O mercado brasileiro atravessa uma das transformações mais profundas de sua história econômica. 

A transição para o modelo de IVA Dual (IBS e CBS) não representa apenas uma mudança de alíquotas, mas uma exigência de reestruturação completa dos sistemas de gestão empresarial (ERP). 

Para que essa jornada não se torne um passivo financeiro, é fundamental que as lideranças compreendam os riscos ocultos entre a teoria regulatória e a prática da implementação tecnológica.

A implementação da Fase 2 da Reforma Tributária ocorre em um cenário de sobreposição cronológica sem precedentes. 

Enquanto as empresas iniciam a parametrização de seus sistemas para o novo CNPJ alfanumérico e para o cálculo do IBS/CBS, as normas regulamentadoras ainda estão sendo editadas. 

Esta coincidência temporal cria o que chamamos de “escopo volátil”: parte do que está sendo configurado hoje pode ser alterado por decretos e resoluções amanhã.

Neste contexto, o maior perigo reside na governança dos contratos de implementação. 

Muitas propostas de mercado transferem o custo dessa volatilidade integralmente ao contratante, tratando atualizações normativas como solicitações de mudança extras (Change Requests). 

É imprescindível que as organizações estabeleçam cláusulas específicas para alterações legislativas supervenientes, garantindo que o projeto não sofra paralisias ou explosões de custos a cada nova nota técnica publicada pelos órgãos reguladores.

Um ponto crítico frequentemente negligenciado é o reequilíbrio econômico-financeiro dos contratos de longo prazo. 

Atualmente, temos nos deparado com muitas minutas que condicionam a revisão de preços a uma “negociação de boa-fé” em caso de mudança na carga tributária. 

No entanto, diante de um cenário onde o PIS/COFINS será substituído por uma CBS com alíquota significativamente maior, a subjetividade da boa-fé é um convite ao litígio e à onerosidade excessiva.

A solução técnica recomendada é a substituição de termos genéricos por fórmulas matemáticas objetivas.
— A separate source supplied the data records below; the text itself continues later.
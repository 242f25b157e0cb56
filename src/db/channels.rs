//! Tracked channel persistence.

use async_trait::async_trait;
use chrono::{DateTime, Utc};

use crate::error::Result;
use crate::model::TrackedChannel;
use crate::store::ChannelTrackingStore;

const CHANNEL_COLUMNS: &str = "id, channel_id, revisiting, last_revisited, created_at";

#[async_trait]
impl ChannelTrackingStore for super::Db {
    async fn get(&self, channel_id: i64) -> Result<Option<TrackedChannel>> {
        let row: Option<ChannelRow> = sqlx::query_as(&format!(
            "SELECT {CHANNEL_COLUMNS} FROM tracked_channels WHERE channel_id = $1"
        ))
        .bind(channel_id)
        .fetch_optional(self.pool())
        .await?;
        Ok(row.map(TrackedChannel::from))
    }

    async fn add(&self, channel_id: i64) -> Result<TrackedChannel> {
        let now = Utc::now();
        let inserted: Option<ChannelRow> = sqlx::query_as(&format!(
            "INSERT INTO tracked_channels (channel_id, revisiting, last_revisited, created_at)
             VALUES ($1, TRUE, $2, $2)
             ON CONFLICT (channel_id) DO NOTHING
             RETURNING {CHANNEL_COLUMNS}"
        ))
        .bind(channel_id)
        .bind(now)
        .fetch_optional(self.pool())
        .await?;

        match inserted {
            Some(row) => Ok(row.into()),
            None => {
                // Lost a race with a concurrent add; return the winner's row.
                let row: ChannelRow = sqlx::query_as(&format!(
                    "SELECT {CHANNEL_COLUMNS} FROM tracked_channels WHERE channel_id = $1"
                ))
                .bind(channel_id)
                .fetch_one(self.pool())
                .await?;
                Ok(row.into())
            }
        }
    }

    async fn update_last_revisited(&self, channel_id: i64) -> Result<Option<TrackedChannel>> {
        let row: Option<ChannelRow> = sqlx::query_as(&format!(
            "UPDATE tracked_channels SET last_revisited = $1 WHERE channel_id = $2
             RETURNING {CHANNEL_COLUMNS}"
        ))
        .bind(Utc::now())
        .bind(channel_id)
        .fetch_optional(self.pool())
        .await?;
        Ok(row.map(TrackedChannel::from))
    }

    async fn list_due(&self, staleness: chrono::Duration) -> Result<Vec<TrackedChannel>> {
        let cutoff = Utc::now() - staleness;
        let rows: Vec<ChannelRow> = sqlx::query_as(&format!(
            "SELECT {CHANNEL_COLUMNS} FROM tracked_channels
             WHERE revisiting AND (last_revisited IS NULL OR last_revisited <= $1)
             ORDER BY last_revisited NULLS FIRST, id"
        ))
        .bind(cutoff)
        .fetch_all(self.pool())
        .await?;
        Ok(rows.into_iter().map(TrackedChannel::from).collect())
    }

    async fn set_revisiting(
        &self,
        channel_id: i64,
        revisiting: bool,
    ) -> Result<Option<TrackedChannel>> {
        let row: Option<ChannelRow> = sqlx::query_as(&format!(
            "UPDATE tracked_channels SET revisiting = $1 WHERE channel_id = $2
             RETURNING {CHANNEL_COLUMNS}"
        ))
        .bind(revisiting)
        .bind(channel_id)
        .fetch_optional(self.pool())
        .await?;
        Ok(row.map(TrackedChannel::from))
    }

    async fn list(&self) -> Result<Vec<TrackedChannel>> {
        let rows: Vec<ChannelRow> = sqlx::query_as(&format!(
            "SELECT {CHANNEL_COLUMNS} FROM tracked_channels ORDER BY channel_id"
        ))
        .fetch_all(self.pool())
        .await?;
        Ok(rows.into_iter().map(TrackedChannel::from).collect())
    }
}

/// Internal row type for sqlx::FromRow.
#[derive(sqlx::FromRow)]
struct ChannelRow {
    id: i64,
    channel_id: i64,
    revisiting: bool,
    last_revisited: Option<DateTime<Utc>>,
    created_at: DateTime<Utc>,
}

impl From<ChannelRow> for TrackedChannel {
    fn from(row: ChannelRow) -> Self {
        Self {
            id: row.id,
            channel_id: row.channel_id,
            revisiting: row.revisiting,
            last_revisited: row.last_revisited,
            created_at: row.created_at,
        }
    }
}
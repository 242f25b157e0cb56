//! pgmq-backed broker on the shared Postgres pool.

use async_trait::async_trait;

use super::{Broker, Delivery};
use crate::db::Db;
use crate::error::{Error, Result};

/// Broker over pgmq. Correlation ids are pgmq message ids in decimal.
#[derive(Clone)]
pub struct PgmqBroker {
    db: Db,
}

impl PgmqBroker {
    pub fn new(db: Db) -> Self {
        Self { db }
    }
}

fn parse_msg_id(correlation_id: &str) -> Result<i64> {
    correlation_id
        .parse()
        .map_err(|_| Error::Validation(format!("not a pgmq message id: {correlation_id}")))
}

#[async_trait]
impl Broker for PgmqBroker {
    async fn ensure_queue(&self, queue: &str) -> Result<()> {
        self.db.create_queue(queue).await
    }

    async fn send(&self, queue: &str, payload: &serde_json::Value) -> Result<String> {
        self.db
            .send_to_queue(queue, payload)
            .await
            .map(|msg_id| msg_id.to_string())
            .map_err(|e| match e {
                Error::Database(e) => Error::BrokerUnavailable(e.to_string()),
                other => other,
            })
    }

    async fn receive(&self, queue: &str, visibility_timeout: i32) -> Result<Option<Delivery>> {
        let msg = self.db.read_from_queue(queue, visibility_timeout).await?;
        Ok(msg.map(|m| Delivery {
            correlation_id: m.msg_id.to_string(),
            read_count: m.read_ct,
            payload: m.message,
        }))
    }

    async fn ack(&self, queue: &str, correlation_id: &str) -> Result<()> {
        self.db
            .archive_message(queue, parse_msg_id(correlation_id)?)
            .await
    }
}
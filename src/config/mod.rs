//! Typed configuration from environment variables.
//!
//! Loads once at startup, fails fast if required vars are missing or
//! malformed. The database URL is wrapped in secrecy::SecretString to
//! prevent log leaks.

use std::str::FromStr;
use std::time::Duration;

use crate::dispatch::DispatcherConfig;
use crate::engine::{SchedulerConfig, WorkerConfig};
use crate::error::{Error, Result};
use secrecy::SecretString;

#[derive(Debug)]
pub struct Config {
    pub database_url: SecretString,
    pub tracking_service_url: String,
    pub notification_service_url: String,
    pub queue_name: String,
    /// How long after its last revisit a channel is due again.
    pub revisit_interval: chrono::Duration,
    pub revisit_check_interval_seconds: u64,
    pub revisit_retry_failed: bool,
    pub worker_concurrency: usize,
    pub visibility_timeout_seconds: i32,
    pub enqueue_timeout_seconds: u64,
    pub backend_timeout_seconds: u64,
    pub otel_endpoint: Option<String>,
    pub log_level: String,
}

impl Config {
    /// Load configuration from environment variables.
    ///
    /// In local dev, call `dotenvy::dotenv().ok()` before this.
    pub fn from_env() -> Result<Self> {
        Ok(Self {
            database_url: SecretString::from(required_var("DATABASE_URL")?),
            tracking_service_url: required_var("TRACKING_SERVICE_URL")?,
            notification_service_url: required_var("NOTIFICATION_SERVICE_URL")?,
            queue_name: std::env::var("TASKS_QUEUE").unwrap_or_else(|_| "channel_tasks".to_string()),
            revisit_interval: minutes_var("REVISIT_INTERVAL_MINUTES", 360)?,
            revisit_check_interval_seconds: parsed_var("REVISIT_CHECK_INTERVAL_SECONDS", 60)?,
            revisit_retry_failed: parsed_var("REVISIT_RETRY_FAILED", false)?,
            worker_concurrency: parsed_var("WORKER_CONCURRENCY", 4)?,
            visibility_timeout_seconds: parsed_var("VISIBILITY_TIMEOUT_SECONDS", 60)?,
            enqueue_timeout_seconds: parsed_var("ENQUEUE_TIMEOUT_SECONDS", 10)?,
            backend_timeout_seconds: parsed_var("BACKEND_TIMEOUT_SECONDS", 30)?,
            otel_endpoint: std::env::var("OTEL_ENDPOINT").ok(),
            log_level: std::env::var("LOG_LEVEL").unwrap_or_else(|_| "info".to_string()),
        })
    }

    pub fn dispatcher(&self) -> DispatcherConfig {
        DispatcherConfig {
            queue_name: self.queue_name.clone(),
            enqueue_timeout: Duration::from_secs(self.enqueue_timeout_seconds),
            visibility_timeout: self.visibility_timeout_seconds,
        }
    }

    pub fn scheduler(&self) -> SchedulerConfig {
        SchedulerConfig {
            check_interval: Duration::from_secs(self.revisit_check_interval_seconds),
            staleness: self.revisit_interval,
            retry_failed: self.revisit_retry_failed,
            ..SchedulerConfig::default()
        }
    }

    pub fn worker(&self) -> WorkerConfig {
        WorkerConfig {
            max_concurrent: self.worker_concurrency,
            ..WorkerConfig::default()
        }
    }

    pub fn backend_timeout(&self) -> Duration {
        Duration::from_secs(self.backend_timeout_seconds)
    }
}

fn required_var(name: &str) -> Result<String> {
    std::env::var(name)
        .map_err(|_| Error::Config(format!("required environment variable {name} is not set")))
}

fn parsed_var<T: FromStr>(name: &str, default: T) -> Result<T> {
    match std::env::var(name) {
        Ok(raw) => raw
            .trim()
            .parse()
            .map_err(|_| Error::Config(format!("environment variable {name} has invalid value {raw:?}"))),
        Err(_) => Ok(default),
    }
}

/// A non-negative whole number of minutes that fits a `chrono::Duration`.
fn minutes_var(name: &str, default: i64) -> Result<chrono::Duration> {
    let minutes: i64 = parsed_var(name, default)?;
    chrono::Duration::try_minutes(minutes)
        .filter(|d| *d >= chrono::Duration::zero())
        .ok_or_else(|| {
            Error::Config(format!(
                "environment variable {name} is out of range: {minutes} minutes"
            ))
        })
}
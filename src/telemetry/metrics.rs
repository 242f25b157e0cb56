//! Metric instrument factories for channel-tasks.
//!
//! Uses the OTel Meter API with the globally-registered `MeterProvider`.
//! All instruments are created lazily from the `"channel-tasks"` meter.

use opentelemetry::metrics::{Counter, Histogram, Meter};

/// Returns the shared meter for channel-tasks instruments.
fn meter() -> Meter {
    opentelemetry::global::meter("channel-tasks")
}

/// Counter: tasks created.
/// Labels: `task_type`, `result` ("ok" | "broker_unavailable").
pub fn tasks_created() -> Counter<u64> {
    meter()
        .u64_counter("channel_tasks.tasks.created")
        .with_description("Number of tasks created")
        .build()
}

/// Counter: task status transitions.
/// Labels: `from`, `to`.
pub fn task_state_transitions() -> Counter<u64> {
    meter()
        .u64_counter("channel_tasks.tasks.state_transitions")
        .with_description("Number of task status transitions")
        .build()
}

/// Counter: queue-level operations (create, send, read, archive).
/// Labels: `queue`, `operation`.
pub fn queue_operations() -> Counter<u64> {
    meter()
        .u64_counter("channel_tasks.queue.operations")
        .with_description("Number of queue operations")
        .build()
}

/// Counter: revisit scheduler cycles.
/// Labels: `result` ("ok" | "error").
pub fn scheduler_cycles() -> Counter<u64> {
    meter()
        .u64_counter("channel_tasks.scheduler.cycles")
        .with_description("Number of revisit scheduler cycles")
        .build()
}

/// Counter: completion side effects that failed after the status commit.
/// Labels: `kind` ("track_channel" | "revisit_channel" | "notify").
pub fn side_effect_failures() -> Counter<u64> {
    meter()
        .u64_counter("channel_tasks.side_effects.failed")
        .with_description("Completion side effects that failed")
        .build()
}

/// Histogram: task execution duration in milliseconds.
/// Labels: `task_type`, `status`.
pub fn execution_duration_ms() -> Histogram<f64> {
    meter()
        .f64_histogram("channel_tasks.execution.duration_ms")
        .with_description("Task execution duration in milliseconds")
        .with_unit("ms")
        .build()
}
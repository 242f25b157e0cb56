//! Worker loop: pulls deliveries from the dispatcher and runs each one
//! through before-hook → executor → after-hook → ack.

use std::sync::Arc;
use std::time::{Duration, Instant};

use opentelemetry::KeyValue;
use tokio::sync::{Notify, Semaphore};
use tracing::{Instrument, error, info, warn};

use super::middleware::WorkerMiddleware;
use crate::dispatch::{Delivery, Dispatcher};
use crate::error::{Error, Result};
use crate::executor::ExecutorTable;
use crate::telemetry::metrics;
use crate::telemetry::task::start_task_span;

/// Configuration for the worker.
#[derive(Debug, Clone)]
pub struct WorkerConfig {
    /// How long to wait before polling again when the queue is empty.
    pub poll_interval: Duration,
    /// Maximum deliveries executing at once.
    pub max_concurrent: usize,
}

impl Default for WorkerConfig {
    fn default() -> Self {
        Self {
            poll_interval: Duration::from_secs(1),
            max_concurrent: 4,
        }
    }
}

pub struct Worker {
    dispatcher: Arc<Dispatcher>,
    middleware: Arc<WorkerMiddleware>,
    executors: Arc<ExecutorTable>,
    config: WorkerConfig,
    shutdown: Arc<Notify>,
    permits: Arc<Semaphore>,
}

impl Clone for Worker {
    fn clone(&self) -> Self {
        Self {
            dispatcher: Arc::clone(&self.dispatcher),
            middleware: Arc::clone(&self.middleware),
            executors: Arc::clone(&self.executors),
            config: self.config.clone(),
            shutdown: Arc::clone(&self.shutdown),
            permits: Arc::clone(&self.permits),
        }
    }
}

impl Worker {
    pub fn new(
        dispatcher: Arc<Dispatcher>,
        middleware: Arc<WorkerMiddleware>,
        executors: Arc<ExecutorTable>,
        mut config: WorkerConfig,
    ) -> Self {
        config.max_concurrent = config.max_concurrent.max(1);
        let permits = Arc::new(Semaphore::new(config.max_concurrent));
        Self {
            dispatcher,
            middleware,
            executors,
            config,
            shutdown: Arc::new(Notify::new()),
            permits,
        }
    }

    /// Signal the worker loop to stop taking new deliveries.
    pub fn shutdown(&self) {
        self.shutdown.notify_one();
    }

    /// Run the worker loop until shutdown. In-flight deliveries finish
    /// before this returns.
    pub async fn run(&self) -> Result<()> {
        info!(
            queue = self.dispatcher.queue_name(),
            max_concurrent = self.config.max_concurrent,
            "worker started"
        );

        loop {
            let permit = tokio::select! {
                _ = self.shutdown.notified() => break,
                permit = Arc::clone(&self.permits).acquire_owned() => {
                    permit.map_err(|e| Error::Other(format!("worker semaphore closed: {e}")))?
                }
            };

            let delivery = match self.dispatcher.receive().await {
                Ok(Some(delivery)) => delivery,
                Ok(None) => {
                    drop(permit);
                    if self.idle().await {
                        break;
                    }
                    continue;
                }
                Err(e) => {
                    error!("receive error: {e}");
                    drop(permit);
                    if self.idle().await {
                        break;
                    }
                    continue;
                }
            };

            let worker = self.clone();
            tokio::spawn(async move {
                worker.process(delivery).await;
                drop(permit);
            });
        }

        info!("worker shutting down, waiting for in-flight tasks");
        let _drained = self
            .permits
            .acquire_many(self.config.max_concurrent as u32)
            .await;
        info!("worker stopped");
        Ok(())
    }

    /// Receive and process a single delivery inline. Returns whether one
    /// was available.
    pub async fn run_once(&self) -> Result<bool> {
        match self.dispatcher.receive().await? {
            Some(delivery) => {
                self.process(delivery).await;
                Ok(true)
            }
            None => Ok(false),
        }
    }

    /// Sleep for the poll interval. Returns true if shutdown arrived first.
    async fn idle(&self) -> bool {
        tokio::select! {
            _ = self.shutdown.notified() => true,
            _ = tokio::time::sleep(self.config.poll_interval) => false,
        }
    }

    /// Run one delivery through the hooks and its executor, then ack it.
    ///
    /// Failed executions are acked too: a Failed task is terminal and is
    /// never retried from the same message.
    pub async fn process(&self, delivery: Delivery) {
        let message = match delivery.message() {
            Ok(message) => message,
            Err(e) => {
                warn!(
                    correlation_id = %delivery.correlation_id,
                    "undecodable task payload, archiving: {e}"
                );
                self.ack(&delivery).await;
                return;
            }
        };

        let span = start_task_span(message.task_type, &delivery.correlation_id);
        async {
            let started = Instant::now();
            self.middleware.before_execute(&delivery).await;

            let outcome = self.executors.execute(&message).await;
            let error = match &outcome {
                Ok(_) => None,
                Err(e) => {
                    error!(
                        channel_id = message.channel_id,
                        task_type = %message.task_type,
                        "task execution failed: {e}"
                    );
                    Some(e.to_string())
                }
            };

            let task = self
                .middleware
                .after_execute(&delivery, error.as_deref())
                .await;

            metrics::execution_duration_ms().record(
                started.elapsed().as_secs_f64() * 1000.0,
                &[
                    KeyValue::new("task_type", message.task_type.as_str()),
                    KeyValue::new(
                        "status",
                        task.map(|t| t.status.as_str()).unwrap_or("unknown"),
                    ),
                ],
            );

            self.ack(&delivery).await;
        }
        .instrument(span)
        .await
    }

    async fn ack(&self, delivery: &Delivery) {
        if let Err(e) = self.dispatcher.ack(delivery).await {
            error!(
                correlation_id = %delivery.correlation_id,
                "ack failed, message will be redelivered: {e}"
            );
        }
    }
}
O contrato deve isolar o componente tributário do preço e estabelecer gatilhos automáticos de revisão. 

Além disso, é necessário atenção à assimetria: ao mesmo tempo em que a carga nominal do prestador de serviço aumenta, o novo regime de não-cumulatividade plena permite que ele se aproprie de créditos que antes não existiam. 

Sem uma cláusula de repasse simétrico, o contratante corre o risco de absorver o aumento da alíquota sem usufruir da redução de custos operacionais gerada pelos créditos do parceiro.

A partir de 2027, a capacidade de uma empresa recuperar impostos dependerá estritamente da qualidade da informação gerada no ERP de seus fornecedores. 

Detalhes técnicos, como a correta classificação fiscal nos documentos eletrônicos e a adesão ao mecanismo de Split Payment (pagamento segregado), passam a ser vitais. 

O contrato de implementação deve, portanto, ser explícito sobre a responsabilidade do prestador na conformidade das obrigações acessórias, sob pena de a empresa tomadora encontrar dificuldades jurídicas para aproveitar os créditos de IBS e CBS aos quais tem direito.

Para garantir uma transição segura, a hierarquia documental deve ser rigorosa: o contrato principal deve sempre prevalecer sobre as propostas comerciais. 

Estas últimas, muitas vezes, contêm premissas excessivamente favoráveis ao prestador — como prazos de aprovação tácita irreais ou autonomia excessiva para inclusão de novos serviços sem aditivos — que podem comprometer a governança e o orçamento do projeto.

Em suma, a implementação da Reforma Tributária em ambiente ERP exige uma visão que transcende a tecnologia. 

Requer um alinhamento fino entre o jurídico, o fiscal e o TI, garantindo que o investimento realizado hoje não seja apenas para “cumprir a lei”, mas para assegurar a competitividade e a eficiência tributária da companhia pelos próximos anos. 

 

Por fim, o sucesso dessa jornada não reside apenas no código configurado, mas na clareza das regras que sustentam a parceria entre contratante e implementador.